Le jury est établi en toutes matières criminelles et pour les délits politiques et de presse, à l'exception des délits de presse inspirés par le racisme ou la xénophobie.

Art. 122

§ 1er. Les juges sont indépendants dans l'exercice de leurs compétences juridictionnelles. Le ministère public est indépendant dans l'exercice des recherches et poursuites individuelles, sans préjudice du droit du ministre compétent d'ordonner des poursuites et d'arrêter des directives contraignantes de politique criminelle, y compris en matière de politique de recherche et de poursuite.

§ 2. Il y a pour tout le Saint Empire d'Alnéae un Conseil supérieur de la Justice. Dans l'exercice de ses compétences, le Conseil supérieur de la Justice respecte l'indépendance visée au § 1er.

Le Conseil supérieur de la Justice se compose d'un collège de chaque Royaume de l'Empire. Chaque collège comprend un nombre égal de membres et est composé paritairement, d'une part, de juges et d'officiers du ministère public élus directement par leurs pairs dans les conditions et selon le mode déterminés par la loi, et d'autre part, d'autres membres nommés par la Chambre des Pairs à la majorité des deux tiers des suffrages exprimés, dans les conditions fixées par la loi.

Au sein de chaque collège, il y a une commission de nomination et de désignation ainsi qu'une commission d'avis et d'enquête, qui sont composées paritairement conformément à la disposition visée à l'alinéa précédent.

La loi précise la composition du Conseil supérieur de la Justice, de ses collèges et de leurs commissions, ainsi que les conditions dans lesquelles et le mode selon lequel ils exercent leurs compétences.

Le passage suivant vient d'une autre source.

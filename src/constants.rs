//! On-disk layout constants.

/// Size of every block on an assoofs device, including the superblock and
/// inode store blocks.
pub const BLOCK_SIZE: usize = 4096;

/// Magic number stamped into the superblock, identifying a valid assoofs
/// image. Spells "ASSOOFS0" across its bytes.
pub const MAGIC: u64 = 0x4153_534f_4f46_5330;

/// Maximum number of inodes (and therefore files/directories) an image can
/// hold, including the root directory.
pub const MAX_OBJECTS: usize = 64;

/// Maximum length, in bytes, of a single path component. Sized so a
/// directory's single data block can hold `MAX_OBJECTS` entries (the same
/// bound the inode store and the free-block bitmap use).
pub const FILENAME_MAXLEN: usize = 56;

/// Inode number of the root directory. Never reused, never freed.
pub const ROOT_INO: u64 = 1;

/// First inode number available for user-created files and directories.
pub const START_INO: u64 = 10;

/// Number of reserved inode numbers subtracted in the next-inode formula
/// (accounts for the root inode already occupying a slot below `START_INO`).
pub const RESERVED_INODES: u64 = 1;

/// Block index of the superblock.
pub const SUPERBLOCK_BLOCK: u64 = 0;

/// Block index of the packed inode store.
pub const INODE_STORE_BLOCK: u64 = 1;

/// Block index of the root directory's data block.
pub const ROOT_DIR_BLOCK: u64 = 2;

/// First block index available for allocation to new files/directories.
pub const FIRST_DATA_BLOCK: u64 = 3;

/// Mode bitmask marking an inode as a directory.
pub const S_IFDIR: u32 = 0o040000;

/// Mode bitmask marking an inode as a regular file.
pub const S_IFREG: u32 = 0o100000;
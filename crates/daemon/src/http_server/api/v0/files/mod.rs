use axum::routing::post;
use axum::Router;

pub mod create;
pub mod delete;
pub mod download_url;
pub mod get;
pub mod list;
pub mod rename;
pub mod upload_url;

pub use create::CreateRequest;
pub use delete::{DeleteRequest, DeleteResponse};
pub use download_url::{UrlRequest, UrlResponse};
pub use get::GetRequest;
pub use list::{ListRequest, ListResponse};
pub use rename::RenameRequest;
pub use upload_url::UploadUrlRequest;

use crate::ServiceState;

pub fn router(state: ServiceState) -> Router<ServiceState> {
    Router::new()
        .route("/list", post(list::handler))
        .route("/get", post(get::handler))
        .route("/url", post(download_url::handler))
        .route("/create", post(create::handler))
        .route("/rename", post(rename::handler))
        .route("/delete", post(delete::handler))
        .route("/upload-url", post(upload_url::handler))
        .with_state(state)
}
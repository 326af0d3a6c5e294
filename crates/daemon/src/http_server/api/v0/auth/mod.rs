use axum::routing::post;
use axum::Router;

pub mod login;
pub mod signup;
pub mod user;

pub use login::LoginRequest;
pub use signup::SignupRequest;
pub use user::{UserRequest, UserResponse};

use crate::ServiceState;

pub fn router(state: ServiceState) -> Router<ServiceState> {
    Router::new()
        .route("/signup", post(signup::handler))
        .route("/login", post(login::handler))
        .route("/user", post(user::handler))
        .with_state(state)
}
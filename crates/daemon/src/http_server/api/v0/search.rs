use axum::extract::{Json, State};
use axum::response::IntoResponse;
use reqwest::{Client, RequestBuilder, Url};
use serde::{Deserialize, Serialize};

use common::prelude::{SearchResult, UserId};

use crate::http_server::api::client::ApiRequest;
use crate::http_server::api::v0::error::VaultApiError;
use crate::ServiceState;

/// Everything the acting user can reach, with display paths.
#[derive(Debug, Clone, Serialize, Deserialize, clap::Args)]
pub struct SearchRequest {
    /// Acting user
    #[arg(long, env = "DATAROOM_USER")]
    pub user_id: UserId,
}

#[derive(Debug, Clone, Serialize, Deserialize)]
pub struct SearchResponse {
    pub results: Vec<SearchResult>,
}

pub async fn handler(
    State(state): State<ServiceState>,
    Json(req): Json<SearchRequest>,
) -> Result<impl IntoResponse, VaultApiError> {
    let results = state.vault().search_all(req.user_id).await?;
    Ok((http::StatusCode::OK, Json(SearchResponse { results })).into_response())
}

// Client implementation - builds request for this operation
impl ApiRequest for SearchRequest {
    type Response = SearchResponse;

    fn build_request(self, base_url: &Url, client: &Client) -> RequestBuilder {
        let full_url = base_url.join("/api/v0/search").unwrap();
        client.post(full_url).json(&self)
    }
}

§ 3. Le Conseil supérieur de la Justice exerce ses compétences dans les matières suivantes :
1° la présentation des candidats à une nomination de juge, telle que visée au § 4, alinéa premier, ou d'officier du ministère public;
2° la présentation des candidats à une désignation aux fonctions visées au § 5, alinéa premier, et aux fonctions de chef de corps auprès du ministère public;
3° l'accès à la fonction de juge ou d'officier du ministère public;
4° la formation des juges et des officiers du ministère public;
5° l'établissement de profils généraux pour les désignations visées au 2°;
6° l'émission d'avis et de propositions concernant le fonctionnement général et l'organisation de l'ordre judiciaire;
7° la surveillance générale et la promotion de l'utilisation des moyens de contrôle interne;
8° à l'exclusion de toutes compétences disciplinaires et pénales :
- recevoir et s'assurer du suivi de plaintes relatives au fonctionnement de l'ordre judiciaire;
- engager une enquête sur le fonctionnement de l'ordre judiciaire.

Dans les conditions et selon le mode déterminés par la loi, les compétences visées aux 1° à 4° sont attribuées à la commission de nomination et de désignation compétente et les compétences visées aux 5° à 8° sont attribuées à la commission d'avis et d'enquête compétente. La loi détermine les cas dans lesquels et le mode selon lequel les commissions de nomination et de désignation d'une part, et les commissions d'avis et d'enquête d'autre part, exercent leurs compétences conjointement.

Une loi à adopter à la majorité prévue à l'article 4, dernier alinéa, détermine les autres compétences de ce Conseil.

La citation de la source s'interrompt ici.